Maybe your Trendnet is one of those "ignored" cards, and the 3COM
has "primed" a configuration table in the BIOS.
If that is the sort of thing that is happening to you, it could have
something to do with resource planning. I don't know where I'd start though,
to prove that. The first thing that comes to mind, is checking in
Everest to see if there is an entry for the card in the PCI section.
(To prove it is electrically working.)
Now, you mention finding a question mark in Device Manager, so maybe
all it needs now is a driver. Maybe you're not that far from success.
Install the driver for the Trendnet card.
*******
The computer also keeps configuration data in the BIOS. The BIOS has
the ability to keep track of whether the hardware config is the same
as it was the last time the power came on. I don't really understand
all the logic behind this, as it makes just as much sense for the
BIOS to simply deal with the hardware it finds from scratch, every
time the power comes on. I don't see the logic in all this "delta
bookkeeping".
The BIOS has the ability to write to the BIOS flash chip. In other words,
in a limited sense, it is self-modifying. There are several flash segments
that store data. There are a couple 2KB chunks to hold microcode selection
for the processor. There is DMI and ESCD. DMI keeps a series of
text strings, with stuff like "Slot 3 128MB RAM". If you use a tool
like "DMI Explorer", you can read out this information.
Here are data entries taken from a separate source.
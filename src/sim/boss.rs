//! Boss attack controller
//!
//! A timed state machine layered on the boss's motion:
//! `Approaching` (no fire) -> `NormalFire` <-> `SpecialAttack`.
//!
//! Normal fire aims an evenly spaced spread at the player every cooldown.
//! Once `special_interval` has passed since the last special attack *ended*,
//! the boss opens with a circular burst and then sprays random barrages
//! until the special attack's end time.

use std::f32::consts::TAU;

use glam::Vec2;
use rand::Rng;
use serde::{Deserialize, Serialize};

use super::entity::{Projectile, ProjectileOwner, Rgb, palette};
use super::state::World;
use crate::tuning::Tuning;
use crate::{angle_between, polar_to_cartesian};

/// Attack controller state
#[derive(Debug, Clone, Copy, PartialEq, Serialize, Deserialize)]
pub enum AttackMode {
    /// Boss still entering; holds fire
    Approaching,
    /// Aimed spread on a cooldown
    NormalFire,
    /// Random barrages until `ends_at`
    SpecialAttack { ends_at: f64 },
}

/// Mode changes reported to the caller
#[derive(Debug, Clone, Copy, PartialEq, Eq)]
pub enum AttackTransition {
    SpecialStarted,
    SpecialEnded,
}

/// Boss attack timers and mode
#[derive(Debug, Clone, Serialize, Deserialize)]
pub struct BossAttack {
    pub mode: AttackMode,
    pub last_shot: Option<f64>,
    /// Clock reading when the last special attack ended
    pub last_special_end: f64,
}

impl BossAttack {
    /// Controller for a level starting at `now`; the first special attack is
    /// due `first_special_delay` later
    pub fn new(now: f64, tuning: &Tuning) -> Self {
        let bt = &tuning.boss;
        Self {
            mode: AttackMode::Approaching,
            last_shot: None,
            last_special_end: now - bt.special_interval + bt.first_special_delay,
        }
    }

    pub fn is_special(&self) -> bool {
        matches!(self.mode, AttackMode::SpecialAttack { .. })
    }

    /// Run one tick of the controller against the world's boss
    pub fn update(
        &mut self,
        world: &mut World,
        tuning: &Tuning,
        rng: &mut impl Rng,
        now: f64,
    ) -> Option<AttackTransition> {
        let (origin, entering) = match world.boss.as_ref() {
            Some(boss) => (boss.center(), boss.is_entering()),
            None => return None,
        };
        let bt = &tuning.boss;
        let base_speed = tuning.enemy_projectile_speed;

        match self.mode {
            AttackMode::Approaching => {
                if !entering {
                    self.mode = AttackMode::NormalFire;
                }
                None
            }
            AttackMode::SpecialAttack { ends_at } => {
                if now < ends_at {
                    if rng.random_bool(bt.barrage_chance) {
                        let count = rng.random_range(bt.barrage_count_min..=bt.barrage_count_max);
                        let speed = base_speed * bt.barrage_speed_factor;
                        for _ in 0..count {
                            let angle = rng.random_range(0.0..TAU);
                            fire(world, tuning, origin, angle, speed, palette::BOSS_BARRAGE);
                        }
                    }
                    None
                } else {
                    self.mode = AttackMode::NormalFire;
                    self.last_special_end = now;
                    log::debug!("Boss special attack ended");
                    Some(AttackTransition::SpecialEnded)
                }
            }
            AttackMode::NormalFire => {
                if now - self.last_special_end > bt.special_interval {
                    self.mode = AttackMode::SpecialAttack {
                        ends_at: now + bt.special_duration,
                    };
                    world.set_feedback("Boss Attack!", now, tuning.feedback.boss_attack);
                    let count = rng.random_range(bt.burst_count_min..=bt.burst_count_max);
                    circular_burst(world, tuning, origin, count, base_speed * bt.burst_speed_factor);
                    log::debug!("Boss special attack: burst of {count}");
                    return Some(AttackTransition::SpecialStarted);
                }

                if self.last_shot.is_none_or(|t| now - t > bt.fire_cooldown) {
                    let target = world.player.center();
                    let count = rng.random_range(bt.spread_count_min..=bt.spread_count_max);
                    let degrees = rng.random_range(bt.spread_degrees_min..=bt.spread_degrees_max);
                    aimed_spread(world, tuning, origin, target, count, degrees.to_radians());
                    self.last_shot = Some(now);
                }
                None
            }
        }
    }
}

/// Spawn one enemy projectile centred on `origin`
fn fire(world: &mut World, tuning: &Tuning, origin: Vec2, angle: f32, speed: f32, color: Rgb) {
    let size = tuning.projectile_size;
    let id = world.next_entity_id();
    world.enemy_projectiles.push(Projectile {
        id,
        pos: origin - Vec2::splat(size / 2.0),
        size,
        vel: polar_to_cartesian(speed, angle),
        color,
        owner: ProjectileOwner::Enemy,
    });
}

/// `count` shots evenly covering `spread` radians, bisected by the bearing
/// from `origin` to `target`
pub fn aimed_spread(
    world: &mut World,
    tuning: &Tuning,
    origin: Vec2,
    target: Vec2,
    count: u32,
    spread: f32,
) {
    let bearing = angle_between(origin, target);
    let start = bearing - spread / 2.0;
    let step = if count > 1 {
        spread / (count - 1) as f32
    } else {
        0.0
    };
    // A single shot goes straight down the bearing
    let start = if count > 1 { start } else { bearing };
    for k in 0..count {
        let angle = start + k as f32 * step;
        fire(
            world,
            tuning,
            origin,
            angle,
            tuning.enemy_projectile_speed,
            palette::BOSS_SPREAD,
        );
    }
}

/// `count` shots evenly spaced over the full circle
pub fn circular_burst(world: &mut World, tuning: &Tuning, origin: Vec2, count: u32, speed: f32) {
    for k in 0..count {
        let angle = k as f32 * TAU / count as f32;
        fire(world, tuning, origin, angle, speed, palette::BOSS_BURST);
    }
}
It is a form
of inventory info.
Main BIOS code (read-only, consists of multiple "files") \
DMI Update at POST, written by BIOS \
ESCD Update at POST, written by BIOS \__ BIOS
Microcode #1 Update at POST, written by BIOS / Flash
Microcode #2 Update at POST, written by BIOS / chip
Boot Block (read-only, just enough code to start, /
computes checksum on "Main BIOS code") /
The other part is ESCD. This is taken verbatim from an Asus manual
(minor mistakes and all).
"Reset Configuration Data [No]
The Extended System Configuration Data (ESCD) contain information
about non-PnP devices. It also holds the complete record of how the
system was configured the last time is was booted. Select [Yes] if
you want to clear these data during the Power-On-Self-Test.
That is a one-shot setting. You set it to Yes, and the next time the
computer POSTS, it gets set back to No, as well as clearing ESCD storage.
Now, would that make a difference to what you're doing ? I don't know.
I don't understand why you'd reach for that control. As your situation
is close to working right now, you may not need to mess with it.
Modern computers seem to be missing that option (my current computer doesn't
have the option), so whatever it was used for, seems to be less necessary now.
http://en.wikipedia.org/wiki/ESCD
Paul
I fixed the problem by putting the modem in the PCI slot I was using
and putting the Lan card in the modem slot.